Last month, I speculated that the supercommittee had the potential to help drag our legislature into a more authentic form of bipartisanship, a bipartisanship based on principled mutual compromise in the tradition of Henry Clay. I expressed my belief that the makeup of the committee would determine its ability to affect change. In that respect, the prospect of the committee changing the status quo now seems bleak. There is great opportunity but the membership of the committee suggested that the opportunity will be missed.

The Committee on Deficit Reduction is nominally a “joint select committee.” Emphasis should be given to the “joint” nature. Select committees generally suggest, but don’t legislate.  In the present supercommittee, I see the spirit of the conference committees that resolve contentions between Senate and House bills. “Going to conference” offers possibilities of compromise that would not have previously existed for the conferees in their respective chambers or standing committees. Conference rules state that “the conferees are given free reign to resolve their differences without formal instructions from their bodies.” Senate scholar Walter Oleszek quoted an anonymous Senate leader opining, “Conferences are marvelous. They’re mystical. They’re alchemy. It’s absolutely dazzling what you can do.”

In the Obama budget talks, posturing was encouraged by heightened visibility. Separate branches of government competed for authority. With the supercommittee, we move to what Erving Goffman called the “backstage.” The individual actors have more agency to shape the outcome than the participants of last year’s deal. That is why I believe an overview of the members involved will not only be informative, but help us understand the debate’s nature. I have my partisan interests. Nonetheless, while I think the Democrats have some problems, I think the real problem lies with the Republicans.

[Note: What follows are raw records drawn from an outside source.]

//! Domain Ports (Interfaces)
//!
//! These traits define the boundaries of the domain layer.
//! Infrastructure layer provides concrete implementations.

pub mod compile_events;
pub mod file_system;

pub use compile_events::{CompileEvent, CompileEventSink, CompileMode, NoopEventSink};
pub use file_system::{DirEntry, FileSystem, FsError, FsResult};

The Democrats: The House delegation is perhaps too easy to dismiss as Pelosi loyalists – Van Hollen and Clyburn have been her top lieutenants. On the Senate side, Patty Murray is a progressive who could create real dialogue. However, my intuition tells me she is acting primarily as a representative of party leadership. There is nothing wrong with this (and I afford Senator Kyl the same leniency) but I am concerned it may constrain her in a way that, say, Senator Leahy would not have been. Senator Baucus suffers from allegations by Alan Simpson that he was all but absent in the Simpson-Bowles commission work. John Kerry, in contrast, was praised for his commitment to that report, and the “Senate Man” image that hurt his presidential bid may help him maneuver the wheeling-and-dealing of a private conference.

The Republicans: The choice of their delegates reflects a complete disinterest in any compromise. The committee is stacked with the “true believers” Jeffrey Goldfarb describes as a threat to the delicate relationship between truth and politics. Equally disturbing is how the choices seem to reflect ignorance of Americans’ struggles. “Out of touch” is a campaign cliché, but POLITICO’s David Rogers provided an interesting piece of journalism highlighting that the committee Republicans are all white men with “considerable wealth.” McConnell and Boehner are savvy politicians — they know that their selections convey a message beyond the fitness of the members to solve the problems in front of the committee. I’m incredulous that a single, competent woman or minority was not available to serve (Olympia Snowe? Susan Collins? Marco Rubio, even?).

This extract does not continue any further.